Please stop creating these pointless threads.

--- End quote ---

Anything you want can work in an animation without a physics model. Same is true with math.
You will be surprised when you will try the real model. You will observe the same thing I showed in my video.
You had no explanation for why the gearbox is locked in those 15 seconds while the vehicle is dragged in the direction of applied force. That is because you do not understand the physics involved and specifically Newton's 3'rd law.

cbutlera:

--- Quote from: electrodacus on February 07, 2023, 01:53:09 am ---...
The internal mechanism in a) and b) can not do force amplification / multiplication in the way they are set up.
For that to be true the body of the vehicle in a) (blue part) will need to be connected rigidly to ground and same in case b) the cylinder will need to be connected to ground.
Yes fluid pressure is the same also F2 equal and opposite to F1.
...

--- End quote ---

OK, let’s examine your example b) more closely.

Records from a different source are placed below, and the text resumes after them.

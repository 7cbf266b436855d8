use core::fmt;

use hilo_internals::*;

/// A double word integer made of two words of the same primitive type `T`.
///
/// `lo` holds the least significant `T::BITS` bits of the represented value
/// as a raw bit pattern, and `hi` holds the most significant `T::BITS` bits.
/// If `T` is signed, the pair is a `2 * T::BITS` wide two's complement
/// integer whose sign is the sign of `hi`. Note that this means `lo` is
/// negative whenever its top bit is set, regardless of the sign of the whole
/// value.
///
/// Pairs are plain values. They are produced by `multiply_hi_lo` and
/// `add_hi_lo` and are never stored internally.
#[derive(Clone, Copy, PartialEq, Eq, Hash, Default)]
pub struct HiLo<T> {
    /// The least significant word
    pub lo: T,
    /// The most significant word
    pub hi: T,
}

impl<T: Int> HiLo<T> {
    /// Creates a pair from its high and low words. Note the argument order
    /// matches `(hi, lo)` tuples, not the field order.
    #[inline]
    pub const fn new(hi: T, lo: T) -> Self {
        Self { lo, hi }
    }

    /// Returns the `(hi, lo)` tuple
    #[inline]
    pub fn hi_lo(self) -> (T, T) {
        (self.hi, self.lo)
    }

    /// Writes `hi:lo` with `g` formatting each word. Formatter flags such as
    /// the width apply to each word separately.
    pub(crate) fn fmt_radix<F>(&self, f: &mut fmt::Formatter, g: F) -> fmt::Result
    where
        F: Fn(&T, &mut fmt::Formatter) -> fmt::Result,
    {
        g(&self.hi, f)?;
        f.write_str(":")?;
        g(&self.lo, f)
    }
}

impl<T: Int> fmt::Debug for HiLo<T> {
    fn fmt(&self, f: &mut fmt::Formatter<'_>) -> fmt::Result {
        f.debug_struct("HiLo")
            .field("hi", &self.hi)
            .field("lo", &self.lo)
            .finish()
    }
}

forward_debug_fmt!(HiLo<T: Int>);

impl<T: Int> From<(T, T)> for HiLo<T> {
    /// Converts from a `(hi, lo)` tuple
    #[inline]
    fn from(x: (T, T)) -> Self {
        Self::new(x.0, x.1)
    }
}

macro_rules! wide_ {
    ($($t:ident, $uX:ident, $wide:ident);*;) => {
        $(
            impl HiLo<$t> {
                /// Splits a native double width integer into its words
                #[inline]
                pub const fn from_wide(x: $wide) -> Self {
                    Self {
                        lo: x as $t,
                        hi: (x >> $t::BITS) as $t,
                    }
                }

                /// Reassembles the native double width integer. The low word
                /// is always zero extended and the high word determines the
                /// sign.
                #[inline]
                pub const fn to_wide(self) -> $wide {
                    ((self.hi as $wide) << $t::BITS) | (self.lo as $uX as $wide)
                }
            }
        )*
    };
}

wide_!(
    u8, u8, u16;
    u16, u16, u32;
    u32, u32, u64;
    u64, u64, u128;
    i8, u8, i16;
    i16, u16, i32;
    i32, u32, i64;
    i64, u64, i128;
);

Assume that your diagram b) represents the state of the system at time t = 0, and at that time, all of the parts of the system are at rest.

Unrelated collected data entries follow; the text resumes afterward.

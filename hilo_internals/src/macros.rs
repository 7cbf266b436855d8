//! Macros for export

/// For a single parameter generic type, forwards `Display` to `Debug` and
/// routes the radix formatting traits through the type's
/// `fmt_radix(&self, f, g)` helper, where `g` formats one field in the
/// requested radix.
#[macro_export]
macro_rules! forward_debug_fmt {
    ($name:ident<$t:ident: $bound:path>) => {
        impl<$t: $bound> fmt::Display for $name<$t> {
            fn fmt(&self, f: &mut fmt::Formatter) -> fmt::Result {
                fmt::Debug::fmt(self, f)
            }
        }

        impl<$t: $bound> fmt::LowerHex for $name<$t> {
            fn fmt(&self, f: &mut fmt::Formatter) -> fmt::Result {
                $name::fmt_radix(self, f, |x, f| fmt::LowerHex::fmt(x, f))
            }
        }

        impl<$t: $bound> fmt::UpperHex for $name<$t> {
            fn fmt(&self, f: &mut fmt::Formatter) -> fmt::Result {
                $name::fmt_radix(self, f, |x, f| fmt::UpperHex::fmt(x, f))
            }
        }

        impl<$t: $bound> fmt::Octal for $name<$t> {
            fn fmt(&self, f: &mut fmt::Formatter) -> fmt::Result {
                $name::fmt_radix(self, f, |x, f| fmt::Octal::fmt(x, f))
            }
        }

        impl<$t: $bound> fmt::Binary for $name<$t> {
            fn fmt(&self, f: &mut fmt::Formatter) -> fmt::Result {
                $name::fmt_radix(self, f, |x, f| fmt::Binary::fmt(x, f))
            }
        }
    };
}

Also assume that a force is applied to the lever in the direction toward the cylinder starting at time t=0 such that:

F1 = 0 for t < 0
F1 = X for t >= 0, where X is a constant.

What will happen to F2?  How do you think that the system will evolve?

electrodacus:

--- Quote from: cbutlera on February 07, 2023, 06:11:32 pm ---OK, let’s examine your example b) more closely.

Assume that your diagram b) represents the state of the system at time t = 0, and at that time, all of the parts of the system are at rest.

Also assume that a force is applied to the lever in the direction toward the cylinder starting at time t=0 such that:

F1 = 0 for t < 0
F1 = X for t >= 0, where X is a constant.

What will happen to F2?  How do you think that the system will evolve?

--- End quote ---

If X is less than needed to move the red box then F2 will have the same value and opposite direction to F1

If the body of the cylinder was to be connected to ground then F1 will be applied between the small piston and the cylinder body that is rigidly connected to ground and then F2 can be say 2 * F1 as it will be pushing relative to the cylinder body that is now referenced to ground and not relative to F1

As long as cylinder body is floating as in diagram (b) F2 can not be anything other than equal and opposite of F1.

cbutlera:

--- Quote from: electrodacus on February 07, 2023, 06:57:24 pm ---
--- Quote from: cbutlera on February 07, 2023, 06:11:32 pm ---OK, let’s examine your example b) more closely.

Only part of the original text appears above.